• REQUIRED ACTION: Every line with "retained" in it should be copied from the data.

· · · · · · ·

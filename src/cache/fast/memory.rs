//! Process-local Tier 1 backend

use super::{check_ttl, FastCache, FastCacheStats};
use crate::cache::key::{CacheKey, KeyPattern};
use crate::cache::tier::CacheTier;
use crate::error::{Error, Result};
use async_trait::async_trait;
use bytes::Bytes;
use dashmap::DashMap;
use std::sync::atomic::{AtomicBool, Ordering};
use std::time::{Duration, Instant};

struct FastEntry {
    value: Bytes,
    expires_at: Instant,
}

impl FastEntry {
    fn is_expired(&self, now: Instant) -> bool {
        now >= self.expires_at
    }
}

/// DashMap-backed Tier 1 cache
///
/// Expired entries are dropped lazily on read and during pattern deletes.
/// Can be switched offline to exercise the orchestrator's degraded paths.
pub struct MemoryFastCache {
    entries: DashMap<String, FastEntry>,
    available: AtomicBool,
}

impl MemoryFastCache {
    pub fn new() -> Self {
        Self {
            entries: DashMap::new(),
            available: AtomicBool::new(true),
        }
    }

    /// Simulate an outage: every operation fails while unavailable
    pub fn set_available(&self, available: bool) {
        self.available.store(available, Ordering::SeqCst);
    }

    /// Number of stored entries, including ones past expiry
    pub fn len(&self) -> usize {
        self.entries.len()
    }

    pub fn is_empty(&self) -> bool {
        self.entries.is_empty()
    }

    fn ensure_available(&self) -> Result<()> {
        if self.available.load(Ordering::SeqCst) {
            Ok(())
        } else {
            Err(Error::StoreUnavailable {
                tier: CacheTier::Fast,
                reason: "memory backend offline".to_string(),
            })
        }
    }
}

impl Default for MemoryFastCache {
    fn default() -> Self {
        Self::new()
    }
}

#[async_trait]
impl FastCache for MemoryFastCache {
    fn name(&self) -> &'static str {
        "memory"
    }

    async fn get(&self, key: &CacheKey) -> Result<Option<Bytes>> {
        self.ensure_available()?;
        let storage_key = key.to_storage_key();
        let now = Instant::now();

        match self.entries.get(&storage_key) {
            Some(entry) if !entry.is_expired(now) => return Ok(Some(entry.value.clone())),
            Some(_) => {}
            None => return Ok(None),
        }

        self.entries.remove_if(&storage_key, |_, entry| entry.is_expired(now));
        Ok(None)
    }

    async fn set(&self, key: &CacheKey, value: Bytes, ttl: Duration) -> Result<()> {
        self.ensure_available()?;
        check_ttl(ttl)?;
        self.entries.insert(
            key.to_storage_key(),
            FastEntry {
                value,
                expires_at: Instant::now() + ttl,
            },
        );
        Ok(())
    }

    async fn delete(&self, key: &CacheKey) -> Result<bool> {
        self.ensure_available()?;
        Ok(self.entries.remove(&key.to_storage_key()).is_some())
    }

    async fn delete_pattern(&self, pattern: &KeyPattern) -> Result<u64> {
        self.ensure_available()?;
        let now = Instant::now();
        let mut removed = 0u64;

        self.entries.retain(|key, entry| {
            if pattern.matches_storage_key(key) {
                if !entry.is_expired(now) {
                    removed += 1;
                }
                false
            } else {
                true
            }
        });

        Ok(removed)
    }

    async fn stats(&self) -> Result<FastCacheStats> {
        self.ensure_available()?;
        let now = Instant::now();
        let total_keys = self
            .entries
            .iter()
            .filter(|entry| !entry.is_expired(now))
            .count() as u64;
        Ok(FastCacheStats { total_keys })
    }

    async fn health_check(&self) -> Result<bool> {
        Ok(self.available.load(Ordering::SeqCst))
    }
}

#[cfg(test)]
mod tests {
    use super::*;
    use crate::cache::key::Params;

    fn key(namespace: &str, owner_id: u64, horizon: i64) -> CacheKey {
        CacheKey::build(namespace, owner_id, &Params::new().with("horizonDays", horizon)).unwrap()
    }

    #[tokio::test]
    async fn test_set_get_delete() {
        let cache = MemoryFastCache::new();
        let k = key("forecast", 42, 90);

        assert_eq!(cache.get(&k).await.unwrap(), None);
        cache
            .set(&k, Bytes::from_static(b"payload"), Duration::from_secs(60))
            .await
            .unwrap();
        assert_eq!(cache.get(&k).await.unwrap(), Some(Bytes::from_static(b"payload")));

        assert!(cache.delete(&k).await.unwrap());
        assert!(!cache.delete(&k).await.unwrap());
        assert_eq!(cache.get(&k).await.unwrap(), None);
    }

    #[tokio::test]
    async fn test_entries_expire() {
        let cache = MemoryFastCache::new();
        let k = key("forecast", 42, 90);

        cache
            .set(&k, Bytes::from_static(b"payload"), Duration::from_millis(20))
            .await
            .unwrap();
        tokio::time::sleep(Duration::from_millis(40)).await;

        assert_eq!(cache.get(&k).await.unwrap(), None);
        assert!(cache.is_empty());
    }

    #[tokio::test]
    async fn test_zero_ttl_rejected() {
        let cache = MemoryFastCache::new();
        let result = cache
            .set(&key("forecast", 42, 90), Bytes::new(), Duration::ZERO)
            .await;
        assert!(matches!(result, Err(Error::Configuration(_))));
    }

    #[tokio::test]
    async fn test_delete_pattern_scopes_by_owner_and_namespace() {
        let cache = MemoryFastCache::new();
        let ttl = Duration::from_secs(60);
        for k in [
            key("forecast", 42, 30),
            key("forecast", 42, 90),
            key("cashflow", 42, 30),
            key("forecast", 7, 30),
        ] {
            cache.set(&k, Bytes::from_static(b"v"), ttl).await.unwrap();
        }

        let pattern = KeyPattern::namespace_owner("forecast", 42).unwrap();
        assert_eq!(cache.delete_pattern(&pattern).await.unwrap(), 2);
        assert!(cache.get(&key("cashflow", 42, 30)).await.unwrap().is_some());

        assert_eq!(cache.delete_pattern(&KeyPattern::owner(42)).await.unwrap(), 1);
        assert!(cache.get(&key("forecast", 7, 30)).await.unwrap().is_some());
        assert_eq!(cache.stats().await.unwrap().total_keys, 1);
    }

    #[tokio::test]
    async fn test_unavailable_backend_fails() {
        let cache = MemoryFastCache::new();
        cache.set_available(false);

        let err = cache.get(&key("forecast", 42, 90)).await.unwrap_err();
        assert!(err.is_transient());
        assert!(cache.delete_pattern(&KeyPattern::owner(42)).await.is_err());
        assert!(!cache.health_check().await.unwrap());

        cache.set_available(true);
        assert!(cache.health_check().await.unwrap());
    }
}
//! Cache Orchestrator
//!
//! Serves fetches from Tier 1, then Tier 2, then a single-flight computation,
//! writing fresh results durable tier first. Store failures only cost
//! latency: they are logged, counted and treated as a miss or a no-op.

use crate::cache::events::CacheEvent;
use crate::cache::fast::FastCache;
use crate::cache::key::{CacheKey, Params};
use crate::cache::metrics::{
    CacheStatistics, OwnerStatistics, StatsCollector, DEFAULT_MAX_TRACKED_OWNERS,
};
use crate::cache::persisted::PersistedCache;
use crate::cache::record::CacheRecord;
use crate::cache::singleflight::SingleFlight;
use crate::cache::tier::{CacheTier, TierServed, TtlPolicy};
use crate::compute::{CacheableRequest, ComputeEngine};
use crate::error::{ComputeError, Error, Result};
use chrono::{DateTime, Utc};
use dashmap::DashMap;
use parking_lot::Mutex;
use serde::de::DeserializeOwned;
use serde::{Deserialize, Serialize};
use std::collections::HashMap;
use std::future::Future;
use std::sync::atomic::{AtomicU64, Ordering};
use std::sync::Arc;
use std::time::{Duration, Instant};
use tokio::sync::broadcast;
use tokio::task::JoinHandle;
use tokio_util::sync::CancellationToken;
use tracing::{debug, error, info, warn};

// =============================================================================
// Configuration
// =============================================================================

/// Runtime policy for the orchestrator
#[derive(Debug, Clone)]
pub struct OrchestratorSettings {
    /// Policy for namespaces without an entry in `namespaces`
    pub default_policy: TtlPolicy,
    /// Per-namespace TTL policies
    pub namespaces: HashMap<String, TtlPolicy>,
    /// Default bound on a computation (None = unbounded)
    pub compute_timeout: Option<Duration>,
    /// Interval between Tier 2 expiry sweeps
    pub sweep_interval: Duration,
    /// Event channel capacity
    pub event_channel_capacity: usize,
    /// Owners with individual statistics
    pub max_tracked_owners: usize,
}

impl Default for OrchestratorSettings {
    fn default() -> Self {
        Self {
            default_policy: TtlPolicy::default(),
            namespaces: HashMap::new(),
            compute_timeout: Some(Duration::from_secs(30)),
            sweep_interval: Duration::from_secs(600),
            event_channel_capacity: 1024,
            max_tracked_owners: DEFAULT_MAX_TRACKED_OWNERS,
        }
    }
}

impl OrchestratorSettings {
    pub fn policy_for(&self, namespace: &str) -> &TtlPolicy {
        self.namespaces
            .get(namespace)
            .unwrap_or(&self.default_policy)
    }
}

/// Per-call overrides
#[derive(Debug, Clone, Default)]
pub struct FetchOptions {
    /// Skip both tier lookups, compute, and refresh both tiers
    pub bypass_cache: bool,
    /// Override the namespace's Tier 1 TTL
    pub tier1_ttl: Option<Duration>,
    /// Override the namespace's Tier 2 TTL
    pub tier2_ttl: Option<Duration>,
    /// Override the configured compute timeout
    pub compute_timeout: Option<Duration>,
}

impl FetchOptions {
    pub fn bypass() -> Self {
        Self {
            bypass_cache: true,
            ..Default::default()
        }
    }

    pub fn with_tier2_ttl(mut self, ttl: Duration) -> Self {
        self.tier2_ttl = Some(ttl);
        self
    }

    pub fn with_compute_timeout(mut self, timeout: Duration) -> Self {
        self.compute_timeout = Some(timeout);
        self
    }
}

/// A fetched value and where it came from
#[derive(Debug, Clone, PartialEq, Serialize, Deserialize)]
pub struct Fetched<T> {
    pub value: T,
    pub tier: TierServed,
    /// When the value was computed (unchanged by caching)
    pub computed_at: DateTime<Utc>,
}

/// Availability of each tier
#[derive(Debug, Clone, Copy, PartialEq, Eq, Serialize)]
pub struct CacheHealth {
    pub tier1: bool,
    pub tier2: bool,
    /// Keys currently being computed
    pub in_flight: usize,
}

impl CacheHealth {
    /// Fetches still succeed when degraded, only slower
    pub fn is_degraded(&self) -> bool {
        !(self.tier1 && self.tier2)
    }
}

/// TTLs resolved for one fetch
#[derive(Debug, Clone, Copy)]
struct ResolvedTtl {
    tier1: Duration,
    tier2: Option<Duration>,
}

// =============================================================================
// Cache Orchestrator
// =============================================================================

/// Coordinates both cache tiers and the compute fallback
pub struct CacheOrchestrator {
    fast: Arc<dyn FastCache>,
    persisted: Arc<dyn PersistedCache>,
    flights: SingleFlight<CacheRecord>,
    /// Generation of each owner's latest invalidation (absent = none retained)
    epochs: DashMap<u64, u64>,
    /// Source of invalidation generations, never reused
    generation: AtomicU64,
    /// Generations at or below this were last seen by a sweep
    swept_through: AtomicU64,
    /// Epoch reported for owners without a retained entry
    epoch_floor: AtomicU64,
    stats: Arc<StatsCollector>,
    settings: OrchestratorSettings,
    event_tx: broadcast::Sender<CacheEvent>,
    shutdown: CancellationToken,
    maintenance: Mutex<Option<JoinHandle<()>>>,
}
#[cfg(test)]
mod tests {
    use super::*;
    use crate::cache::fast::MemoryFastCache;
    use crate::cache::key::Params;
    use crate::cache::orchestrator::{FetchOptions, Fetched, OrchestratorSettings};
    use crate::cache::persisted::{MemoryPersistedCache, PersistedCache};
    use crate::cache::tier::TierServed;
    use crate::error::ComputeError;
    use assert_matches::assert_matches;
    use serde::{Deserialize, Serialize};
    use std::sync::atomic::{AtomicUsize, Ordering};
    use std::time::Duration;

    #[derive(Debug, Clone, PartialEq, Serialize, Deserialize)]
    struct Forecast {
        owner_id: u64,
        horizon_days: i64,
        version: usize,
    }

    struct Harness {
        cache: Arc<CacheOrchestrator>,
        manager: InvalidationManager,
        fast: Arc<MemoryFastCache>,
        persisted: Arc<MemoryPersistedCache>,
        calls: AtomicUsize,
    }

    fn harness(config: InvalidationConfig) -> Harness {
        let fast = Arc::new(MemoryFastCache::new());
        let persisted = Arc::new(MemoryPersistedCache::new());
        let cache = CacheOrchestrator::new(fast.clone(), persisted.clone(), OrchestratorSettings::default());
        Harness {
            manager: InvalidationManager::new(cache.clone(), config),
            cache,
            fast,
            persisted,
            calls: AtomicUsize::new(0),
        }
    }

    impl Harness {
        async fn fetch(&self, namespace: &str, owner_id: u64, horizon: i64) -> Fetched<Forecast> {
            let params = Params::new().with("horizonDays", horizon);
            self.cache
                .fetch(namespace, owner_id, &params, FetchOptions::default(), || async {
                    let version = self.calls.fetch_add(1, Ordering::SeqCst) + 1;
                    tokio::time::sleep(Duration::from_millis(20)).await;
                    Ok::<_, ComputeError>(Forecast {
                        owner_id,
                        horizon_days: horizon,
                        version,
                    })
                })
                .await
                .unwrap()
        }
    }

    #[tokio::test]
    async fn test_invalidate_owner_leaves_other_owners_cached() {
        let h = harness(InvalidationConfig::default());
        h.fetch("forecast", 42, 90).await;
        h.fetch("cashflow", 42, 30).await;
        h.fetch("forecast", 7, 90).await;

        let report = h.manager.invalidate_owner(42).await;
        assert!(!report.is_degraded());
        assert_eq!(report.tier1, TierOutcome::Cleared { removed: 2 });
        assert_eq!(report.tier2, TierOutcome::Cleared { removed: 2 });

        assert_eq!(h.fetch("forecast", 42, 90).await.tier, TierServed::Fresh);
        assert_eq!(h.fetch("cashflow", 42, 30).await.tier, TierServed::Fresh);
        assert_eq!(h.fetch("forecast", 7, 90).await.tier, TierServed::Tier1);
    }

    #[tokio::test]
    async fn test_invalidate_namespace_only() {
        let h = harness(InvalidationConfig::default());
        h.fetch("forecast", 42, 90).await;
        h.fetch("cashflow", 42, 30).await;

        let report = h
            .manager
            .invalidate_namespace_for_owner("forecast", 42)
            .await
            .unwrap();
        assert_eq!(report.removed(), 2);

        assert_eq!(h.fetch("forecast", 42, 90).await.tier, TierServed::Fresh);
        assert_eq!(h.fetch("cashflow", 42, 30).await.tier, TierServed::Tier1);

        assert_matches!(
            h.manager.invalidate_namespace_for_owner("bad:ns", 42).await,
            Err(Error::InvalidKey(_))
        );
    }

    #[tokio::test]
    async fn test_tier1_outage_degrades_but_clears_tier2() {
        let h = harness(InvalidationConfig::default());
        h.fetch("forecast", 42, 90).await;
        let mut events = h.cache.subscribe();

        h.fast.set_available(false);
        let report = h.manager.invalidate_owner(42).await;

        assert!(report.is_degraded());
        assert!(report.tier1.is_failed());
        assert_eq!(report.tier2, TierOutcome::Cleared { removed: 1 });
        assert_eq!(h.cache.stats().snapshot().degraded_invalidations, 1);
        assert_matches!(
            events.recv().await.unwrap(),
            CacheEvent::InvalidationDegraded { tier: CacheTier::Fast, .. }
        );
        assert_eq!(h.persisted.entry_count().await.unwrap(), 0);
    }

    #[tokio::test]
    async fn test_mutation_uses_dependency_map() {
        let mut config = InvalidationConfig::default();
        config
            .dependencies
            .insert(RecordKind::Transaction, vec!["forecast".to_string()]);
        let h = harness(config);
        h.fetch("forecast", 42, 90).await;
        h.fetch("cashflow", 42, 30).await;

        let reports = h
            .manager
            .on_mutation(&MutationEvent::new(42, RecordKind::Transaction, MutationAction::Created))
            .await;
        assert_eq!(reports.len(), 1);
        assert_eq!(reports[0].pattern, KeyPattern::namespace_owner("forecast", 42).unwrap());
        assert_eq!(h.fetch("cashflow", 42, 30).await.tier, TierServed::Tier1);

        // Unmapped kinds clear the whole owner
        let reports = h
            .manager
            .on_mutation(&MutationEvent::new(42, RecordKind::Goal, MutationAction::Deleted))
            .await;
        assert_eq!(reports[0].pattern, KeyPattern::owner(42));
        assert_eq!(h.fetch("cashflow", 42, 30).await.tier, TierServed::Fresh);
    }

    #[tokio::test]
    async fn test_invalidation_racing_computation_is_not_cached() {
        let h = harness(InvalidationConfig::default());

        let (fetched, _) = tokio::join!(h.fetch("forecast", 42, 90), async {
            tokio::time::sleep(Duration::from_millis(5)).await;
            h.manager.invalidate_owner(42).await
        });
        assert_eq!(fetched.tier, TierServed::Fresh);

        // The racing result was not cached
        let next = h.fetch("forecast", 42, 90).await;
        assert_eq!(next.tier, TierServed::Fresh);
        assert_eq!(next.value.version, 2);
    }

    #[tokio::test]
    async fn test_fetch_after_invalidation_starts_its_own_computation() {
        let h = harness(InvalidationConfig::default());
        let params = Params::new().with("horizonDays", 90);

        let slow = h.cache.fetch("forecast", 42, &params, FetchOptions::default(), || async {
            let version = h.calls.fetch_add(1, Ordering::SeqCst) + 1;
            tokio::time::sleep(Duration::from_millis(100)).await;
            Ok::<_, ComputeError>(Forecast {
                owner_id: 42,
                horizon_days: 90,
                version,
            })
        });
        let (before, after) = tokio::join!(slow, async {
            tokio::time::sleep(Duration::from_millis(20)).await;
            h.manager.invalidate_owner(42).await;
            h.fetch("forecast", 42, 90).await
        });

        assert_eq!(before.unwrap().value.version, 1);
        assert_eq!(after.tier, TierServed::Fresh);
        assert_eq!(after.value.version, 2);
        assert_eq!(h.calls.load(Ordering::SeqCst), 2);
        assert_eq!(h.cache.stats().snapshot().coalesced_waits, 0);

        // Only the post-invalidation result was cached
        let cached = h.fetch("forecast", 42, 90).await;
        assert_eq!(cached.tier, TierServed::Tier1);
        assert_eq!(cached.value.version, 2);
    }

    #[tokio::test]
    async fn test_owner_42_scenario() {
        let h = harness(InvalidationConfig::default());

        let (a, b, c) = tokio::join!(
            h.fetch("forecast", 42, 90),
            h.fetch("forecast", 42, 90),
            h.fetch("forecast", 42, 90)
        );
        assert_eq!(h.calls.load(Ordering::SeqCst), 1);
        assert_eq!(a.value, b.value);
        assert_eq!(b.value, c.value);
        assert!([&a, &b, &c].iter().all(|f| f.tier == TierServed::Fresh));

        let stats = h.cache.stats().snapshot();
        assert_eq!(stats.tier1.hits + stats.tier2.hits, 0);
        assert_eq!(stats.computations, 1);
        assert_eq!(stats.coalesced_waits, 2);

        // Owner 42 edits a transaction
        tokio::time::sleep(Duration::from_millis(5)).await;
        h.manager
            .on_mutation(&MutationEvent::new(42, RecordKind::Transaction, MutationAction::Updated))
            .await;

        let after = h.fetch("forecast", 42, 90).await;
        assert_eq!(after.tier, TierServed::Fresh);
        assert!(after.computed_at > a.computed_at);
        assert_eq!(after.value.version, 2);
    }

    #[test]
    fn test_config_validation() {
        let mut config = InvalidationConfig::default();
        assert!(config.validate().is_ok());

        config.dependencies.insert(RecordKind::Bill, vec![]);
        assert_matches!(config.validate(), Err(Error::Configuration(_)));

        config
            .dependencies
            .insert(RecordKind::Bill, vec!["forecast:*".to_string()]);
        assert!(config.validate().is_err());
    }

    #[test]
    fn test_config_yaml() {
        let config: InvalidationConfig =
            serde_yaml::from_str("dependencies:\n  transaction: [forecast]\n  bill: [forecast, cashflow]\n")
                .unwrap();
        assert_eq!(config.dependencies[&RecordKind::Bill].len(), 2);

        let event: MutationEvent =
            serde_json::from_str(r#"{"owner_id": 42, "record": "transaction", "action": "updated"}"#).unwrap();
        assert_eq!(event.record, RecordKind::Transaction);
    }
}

· · · · · · ·

• ANSWER FOR THIS EXERCISE:
    /// Generation of each owner's latest invalidation (absent = none retained)
    /// Epoch reported for owners without a retained entry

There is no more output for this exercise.